In my year of the snake, I’ve already come across four species of native snakes, including several garter snakes, the most likely species to be seen in gardens and backyards, and the beautifully patterned milk snake, whose shiny scales and color bands remind me of glazed terracotta.
I also saw the Ocean State’s largest snake, thanks to snake whisperer Lou Perrotti, the conservation director at Roger Williams Park Zoo. Lou can find snakes where mere mortals see only leaves and branches and wood piles and stone walls.
He also knows where to look. Lou took me to a historic cemetery where he knows several varieties of snakes are often found. And just outside the cemetery boundary was an absolutely stunning beast – a five-foot long black rat snake.

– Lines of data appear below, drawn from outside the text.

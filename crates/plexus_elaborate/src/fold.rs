//! Constant-driven control-flow elaboration.
//!
//! Each pass takes a block's statement list and returns a new one: constant
//! ifs and cases are collapsed to the statements of the surviving branch,
//! for loops with constant bounds are unrolled copy by copy, and everything
//! that cannot be decided at elaboration time stays residual for the
//! downstream graph stage. Splicing reuses the classification helper, so
//! surviving branch declarations become visible in the parent scope.

use std::mem;

use plexus_common::{Ident, Interner};
use plexus_config::ElaborationConfig;
use plexus_diagnostics::DiagnosticSink;
use plexus_ir::{
    BlockId, CaseArm, CaseKind, Connection, Expression, ForAssign, Module, Number, ScopeTree, Stmt,
};
use plexus_source::Span;

use crate::errors;
use crate::scope::splice_block;

/// Elaborates all control flow of a module, starting at the root block.
pub fn fold_module(
    module: &mut Module,
    limits: &ElaborationConfig,
    interner: &Interner,
    sink: &DiagnosticSink,
) {
    fold_block(&mut module.scope, module.root, limits, interner, sink);
}

/// Elaborates one block's statement list.
pub fn fold_block(
    scope: &mut ScopeTree,
    block: BlockId,
    limits: &ElaborationConfig,
    interner: &Interner,
    sink: &DiagnosticSink,
) {
    let stmts = mem::take(&mut scope.block_mut(block).stmts);
    let mut out = Vec::with_capacity(stmts.len());

    for mut stmt in stmts {
        match stmt {
            Stmt::Assign(_) | Stmt::Call { .. } => {
                stmt.reduce_exprs();
                out.push(stmt);
            }
            Stmt::If {
                condition,
                then_block,
                else_block,
                span,
            } => {
                let condition = condition.reduce();
                match condition.as_number().and_then(Number::to_bool) {
                    Some(true) => {
                        fold_block(scope, then_block, limits, interner, sink);
                        splice_block(scope, block, then_block, &mut out, interner, sink);
                    }
                    Some(false) => {
                        if let Some(else_block) = else_block {
                            fold_block(scope, else_block, limits, interner, sink);
                            splice_block(scope, block, else_block, &mut out, interner, sink);
                        }
                    }
                    None => {
                        fold_block(scope, then_block, limits, interner, sink);
                        if let Some(else_block) = else_block {
                            fold_block(scope, else_block, limits, interner, sink);
                        }
                        out.push(Stmt::If {
                            condition,
                            then_block,
                            else_block,
                            span,
                        });
                    }
                }
            }
            Stmt::Case {
                kind,
                selector,
                mut arms,
                default,
                span,
            } => {
                let selector = selector.reduce();
                for arm in &mut arms {
                    for pat in &mut arm.patterns {
                        let taken = mem::replace(pat, Expression::Number(Number::zero(1)));
                        *pat = taken.reduce();
                    }
                }
                if arms.is_empty() && default.is_none() {
                    continue;
                }
                match decide_case(kind, &selector, &arms, default) {
                    CaseDecision::Take(body) => {
                        fold_block(scope, body, limits, interner, sink);
                        splice_block(scope, block, body, &mut out, interner, sink);
                    }
                    CaseDecision::NoMatch => {
                        sink.emit(errors::warn_case_no_match(span));
                    }
                    CaseDecision::Residual => {
                        for arm in &arms {
                            fold_block(scope, arm.body, limits, interner, sink);
                        }
                        if let Some(default) = default {
                            fold_block(scope, default, limits, interner, sink);
                        }
                        out.push(Stmt::Case {
                            kind,
                            selector,
                            arms,
                            default,
                            span,
                        });
                    }
                }
            }
            Stmt::For {
                init,
                condition,
                step,
                body,
                span,
            } => {
                unroll_for(
                    scope, block, init, condition, step, body, span, &mut out, limits, interner,
                    sink,
                );
            }
            Stmt::While {
                condition,
                body,
                span,
            } => {
                // While loops are never unrolled; kept residual.
                let condition = condition.reduce();
                fold_block(scope, body, limits, interner, sink);
                out.push(Stmt::While {
                    condition,
                    body,
                    span,
                });
            }
            Stmt::Block(nested) => {
                // Only named blocks survive classification as statements.
                fold_block(scope, nested, limits, interner, sink);
                out.push(Stmt::Block(nested));
            }
            Stmt::VarDecl(_) | Stmt::InstanceDecl(_) | Stmt::FunctionDecl(_) => {
                debug_assert!(false, "declaration survived classification");
            }
        }
    }

    scope.block_mut(block).stmts = out;
}

enum CaseDecision {
    Take(BlockId),
    NoMatch,
    Residual,
}

/// Decides a case statement at elaboration time, when possible.
///
/// Requires a valuable selector and constant patterns throughout; any
/// residual expression keeps the whole statement residual. A constant X/Z
/// selector also stays residual: under `casex`/`casez` it could match
/// several arms at once, so no single splice is justified.
fn decide_case(
    kind: CaseKind,
    selector: &Expression,
    arms: &[CaseArm],
    default: Option<BlockId>,
) -> CaseDecision {
    let Some(sel) = selector.as_number().filter(|n| n.is_valuable()) else {
        return CaseDecision::Residual;
    };
    for arm in arms {
        for pat in &arm.patterns {
            let Some(pat) = pat.as_number() else {
                return CaseDecision::Residual;
            };
            if case_matches(kind, sel, pat) {
                return CaseDecision::Take(arm.body);
            }
        }
    }
    match default {
        Some(body) => CaseDecision::Take(body),
        None => CaseDecision::NoMatch,
    }
}

/// Matches a selector against a pattern under the given rule, both extended
/// to the wider width first.
fn case_matches(kind: CaseKind, sel: &Number, pat: &Number) -> bool {
    let width = sel.width().max(pat.width());
    let sel = sel.set_width(width);
    let pat = pat.set_width(width);
    (0..width).all(|i| match kind {
        CaseKind::Case => sel.get(i).matches_exact(pat.get(i)),
        CaseKind::CaseZ => sel.get(i).matches_casez(pat.get(i)),
        CaseKind::CaseX => sel.get(i).matches_casex(pat.get(i)),
    })
}

/// Unrolls a for loop into consecutive copies of its body.
///
/// Each iteration clones the body subtree, substitutes the loop value
/// everywhere, prefixes the copy's declarations when the body is named,
/// elaborates the copy, and splices it into the parent. The loop variable
/// itself never becomes a declaration in the parent.
#[allow(clippy::too_many_arguments)]
fn unroll_for(
    scope: &mut ScopeTree,
    parent: BlockId,
    init: ForAssign,
    condition: Expression,
    step: ForAssign,
    body: BlockId,
    span: Span,
    out: &mut Vec<Stmt>,
    limits: &ElaborationConfig,
    interner: &Interner,
    sink: &DiagnosticSink,
) {
    if init.var != step.var {
        sink.emit(errors::error_malformed_for(
            "the step must assign the loop variable",
            span,
        ));
        return;
    }
    let var = init.var;

    let init_value = init.value.reduce();
    let Some(mut value) = init_value
        .as_number()
        .filter(|n| n.is_valuable())
        .cloned()
    else {
        sink.emit(errors::error_nonconstant_bound("initializer", init.span));
        return;
    };

    let mut iterations = 0usize;
    loop {
        let cond = condition.clone().substitute(var, &value).reduce();
        let Some(proceed) = cond.as_number().and_then(Number::to_bool) else {
            sink.emit(errors::error_nonconstant_bound("condition", span));
            return;
        };
        if !proceed {
            break;
        }

        iterations += 1;
        if iterations > limits.max_unroll_iterations {
            sink.emit(errors::error_unroll_cap(limits.max_unroll_iterations, span));
            return;
        }

        let copy = scope.clone_subtree(body);
        scope.set_parent(copy, parent);
        substitute_subtree(scope, copy, var, &value);
        if let Some(name) = scope.block(copy).name {
            let iteration = value
                .get_value()
                .map(|v| v.to_string())
                .unwrap_or_else(|| value.to_string());
            let prefix = format!("{}{iteration}", interner.resolve(name));
            prefix_subtree(scope, copy, &prefix, interner);
        }
        fold_block(scope, copy, limits, interner, sink);
        splice_block(scope, parent, copy, out, interner, sink);

        let next = step.value.clone().substitute(var, &value).reduce();
        let Some(next) = next.as_number().filter(|n| n.is_valuable()).cloned() else {
            sink.emit(errors::error_nonconstant_bound("step", step.span));
            return;
        };
        value = next;
    }
}

/// Substitutes a constant for a name throughout a subtree: statements,
/// declared widths and initializers, instance connections.
fn substitute_subtree(scope: &mut ScopeTree, root: BlockId, name: Ident, value: &Number) {
    let mut blocks = Vec::new();
    scope.visit_reachable(root, &mut |id| blocks.push(id));

    fn subst(expr: &mut Expression, name: Ident, value: &Number) {
        let taken = mem::replace(expr, Expression::Number(Number::zero(1)));
        *expr = taken.substitute(name, value).reduce();
    }

    for id in blocks {
        let block = scope.block_mut(id);
        for stmt in &mut block.stmts {
            stmt.for_each_expr_mut(&mut |e| subst(e, name, value));
        }
        for var in block.variables.iter_mut() {
            if let Some(width) = &mut var.width {
                subst(width, name, value);
            }
            if let Some(init) = &mut var.init {
                subst(init, name, value);
            }
        }
        for inst in block.instances.iter_mut() {
            for pc in &mut inst.ports {
                if let Some(Connection::Expr(e)) = &mut pc.conn {
                    subst(e, name, value);
                }
            }
            for po in &mut inst.params {
                subst(&mut po.value, name, value);
            }
        }
    }
}

/// Prefixes every variable and instance declared in the subtree with
/// `<prefix>.`, renaming both the table entries and all references.
fn prefix_subtree(scope: &mut ScopeTree, root: BlockId, prefix: &str, interner: &Interner) {
    let mut blocks = Vec::new();
    scope.visit_reachable(root, &mut |id| blocks.push(id));

    let mut map = std::collections::HashMap::new();
    for &id in &blocks {
        let block = scope.block(id);
        for var in block.variables.iter() {
            map.entry(var.name)
                .or_insert_with(|| interner.with_prefix(prefix, var.name));
        }
        for inst in block.instances.iter() {
            map.entry(inst.name)
                .or_insert_with(|| interner.with_prefix(prefix, inst.name));
        }
    }

    for &id in &blocks {
        let block = scope.block_mut(id);
        let olds: Vec<Ident> = block.variables.iter().map(|v| v.name).collect();
        for old in olds {
            block.variables.rename(old, map[&old]);
        }
        let olds: Vec<Ident> = block.instances.iter().map(|i| i.name).collect();
        for old in olds {
            block.instances.rename(old, map[&old]);
        }
        for stmt in &mut block.stmts {
            stmt.rename_vars(&map);
        }
    }
}
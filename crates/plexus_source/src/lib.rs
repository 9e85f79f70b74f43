//! Source text management and span tracking for diagnostics.
//!
//! Every node the parser hands to the elaborator carries a [`Span`]; this
//! crate owns the text those spans point into. The [`SourceDb`] registers
//! in-memory sources (the engine itself never touches the filesystem) and
//! resolves byte offsets to the 1-indexed line/column coordinates shown in
//! rendered diagnostics.

#![warn(missing_docs)]

pub mod file_id;
pub mod resolved_span;
pub mod source_db;
pub mod source_file;
pub mod span;

pub use file_id::FileId;
pub use resolved_span::ResolvedSpan;
pub use source_db::SourceDb;
pub use source_file::SourceFile;
pub use span::Span;
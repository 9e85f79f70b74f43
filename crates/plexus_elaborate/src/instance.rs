//! Instance elaboration: port binding, parameter resolution, and
//! specialization requests.
//!
//! Runs after a module's control flow is elaborated, so every surviving
//! instance is unconditionally live. Each instance resolves its target in
//! the registry, binds positional connections to declared ports, resolves
//! its parameter tuple to constants, and asks the context for the matching
//! specialization. Binding errors are reported and recovered from; only an
//! undefined target leaves an instance unresolved.

use plexus_common::{Ident, Interner};
use plexus_diagnostics::DiagnosticSink;
use plexus_ir::{Connection, Expression, Instance, Module, ModuleId, Number, ParamOverride};

use crate::context::ElabContext;
use crate::errors;

/// Elaborates every instance reachable in the given module.
pub fn elaborate_instances(mid: ModuleId, ctx: &mut ElabContext) {
    let registry = ctx.registry;
    let interner = ctx.interner;
    let sink = ctx.sink;

    let mut blocks = Vec::new();
    {
        let module = ctx.design.modules.get(mid);
        module
            .scope
            .visit_reachable(module.root, &mut |id| blocks.push(id));
    }

    for block in blocks {
        let names: Vec<Ident> = ctx
            .design
            .modules
            .get(mid)
            .scope
            .block(block)
            .instances
            .iter()
            .map(|i| i.name)
            .collect();

        for name in names {
            let (target, span) = {
                let module = ctx.design.modules.get(mid);
                let inst = module.scope.block(block).instances.get(name).unwrap();
                (inst.target, inst.span)
            };
            let Some(source) = registry.lookup(target) else {
                sink.emit(errors::error_undefined_module(
                    interner.resolve(target),
                    span,
                ));
                continue;
            };

            let params = {
                let module = ctx.design.modules.get_mut(mid);
                let inst = module
                    .scope
                    .block_mut(block)
                    .instances
                    .get_mut(name)
                    .unwrap();
                bind_ports(inst, source, interner, sink);
                resolve_params(source, &inst.params, interner, sink)
            };

            if let Some(resolved) = ctx.specialize(source, params, span) {
                let module = ctx.design.modules.get_mut(mid);
                let inst = module
                    .scope
                    .block_mut(block)
                    .instances
                    .get_mut(name)
                    .unwrap();
                inst.resolved = Some(resolved);
            }
        }
    }
}

/// Binds an instance's connections to the target's declared ports.
///
/// Positional connections are matched in declaration order and given the
/// port's name; named connections are checked against the port table.
/// Connection expressions are reduced, and a bare variable reference is
/// demoted from an expression to a direct connection.
fn bind_ports(inst: &mut Instance, source: &Module, interner: &Interner, sink: &DiagnosticSink) {
    if inst.ports.len() > source.ports.len() {
        sink.emit(errors::error_port_count(
            interner.resolve(source.name),
            source.ports.len(),
            inst.ports.len(),
            inst.span,
        ));
    }

    for (position, pc) in inst.ports.iter_mut().enumerate() {
        let port = match pc.port {
            Some(named) => {
                let Some(port) = source.ports.get(named) else {
                    sink.emit(errors::error_unknown_port(
                        interner.resolve(named),
                        interner.resolve(source.name),
                        pc.span,
                    ));
                    continue;
                };
                port
            }
            None => {
                let Some(port) = source.ports.at(position) else {
                    // Excess positional connection, already counted above.
                    continue;
                };
                pc.port = Some(port.name);
                port
            }
        };
        pc.direction = Some(port.direction);

        pc.conn = match pc.conn.take() {
            Some(Connection::Expr(expr)) => Some(match expr.reduce() {
                Expression::Variable(var) => Connection::Variable(var),
                reduced => Connection::Expr(reduced),
            }),
            other => other,
        };
    }
}

/// Resolves a parameter tuple to constants, in declaration order.
///
/// Each parameter takes its override when one is given, its declared
/// default otherwise. Earlier parameters of the same tuple are substituted
/// into later values before reduction, so defaults may reference preceding
/// parameters. A value that stays non-constant is reported (`E306`) and
/// replaced by the resolved default; if the default fails too, a 32-bit
/// zero stands in so elaboration can continue.
pub(crate) fn resolve_params(
    source: &Module,
    overrides: &[ParamOverride],
    interner: &Interner,
    sink: &DiagnosticSink,
) -> Vec<(Ident, Number)> {
    if overrides.len() > source.params.len() {
        sink.emit(errors::error_param_count(
            interner.resolve(source.name),
            source.params.len(),
            overrides.len(),
            overrides[source.params.len()].span,
        ));
    }

    let mut by_param: Vec<Option<&ParamOverride>> = vec![None; source.params.len()];
    for (position, ov) in overrides.iter().enumerate() {
        match ov.param {
            Some(named) => match source.params.position(named) {
                Some(i) => by_param[i] = Some(ov),
                None => sink.emit(errors::error_unknown_parameter(
                    interner.resolve(named),
                    interner.resolve(source.name),
                    ov.span,
                )),
            },
            None => {
                if let Some(slot) = by_param.get_mut(position) {
                    *slot = Some(ov);
                }
            }
        }
    }

    let mut resolved: Vec<(Ident, Number)> = Vec::with_capacity(source.params.len());
    for (param, ov) in source.params.iter().zip(&by_param) {
        let value = match ov {
            Some(ov) => resolve_one(&ov.value, &resolved).or_else(|| {
                sink.emit(errors::error_nonconstant_parameter(
                    interner.resolve(param.name),
                    ov.span,
                ));
                resolve_one(&param.value, &resolved)
            }),
            None => {
                let value = resolve_one(&param.value, &resolved);
                if value.is_none() {
                    sink.emit(errors::error_nonconstant_parameter(
                        interner.resolve(param.name),
                        param.span,
                    ));
                }
                value
            }
        };
        resolved.push((param.name, value.unwrap_or_else(|| Number::zero(32))));
    }
    resolved
}

/// Resolves a parameter tuple for a module instantiated without overrides,
/// such as the top module.
pub(crate) fn default_params(
    source: &Module,
    interner: &Interner,
    sink: &DiagnosticSink,
) -> Vec<(Ident, Number)> {
    resolve_params(source, &[], interner, sink)
}

fn resolve_one(expr: &Expression, resolved: &[(Ident, Number)]) -> Option<Number> {
    let mut expr = expr.clone();
    for (name, value) in resolved {
        expr = expr.substitute(*name, value);
    }
    expr.reduce()
        .as_number()
        .filter(|n| n.is_valuable())
        .cloned()
}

A glossy black with a white throat and silvery belly, it didn’t move while I stared wide-eyed at its magnificence. And it didn’t even move when Lou approached it and casually picked it up as if he were picking up a baseball bat. Black rat snakes have a reputation for being docile, and that one behaved as expected.
Until, that is, I made a motion to grab it from Lou, a motion the snake apparently didn’t expect. And it bit me.
I’m quite proud of my first snake bite. (Lou claims to have been bitten thousands of times with no ill effects.) It felt like a playful kitten got a little too playful. And then it went back to being docile.
If Rhode Island’s largest snake bites like a playful kitten, then I can attest that we have nothing whatsoever to fear from snakes in Rhode Island. But don’t just take my word for it. The next time you come across a snake, take a moment to gather your wits, take a deep breath, and focus your attention on its behavior, structure, movement and that extra-sensory tongue. I won’t claim that they’re as cute as a kitten, but they’re just as harmless.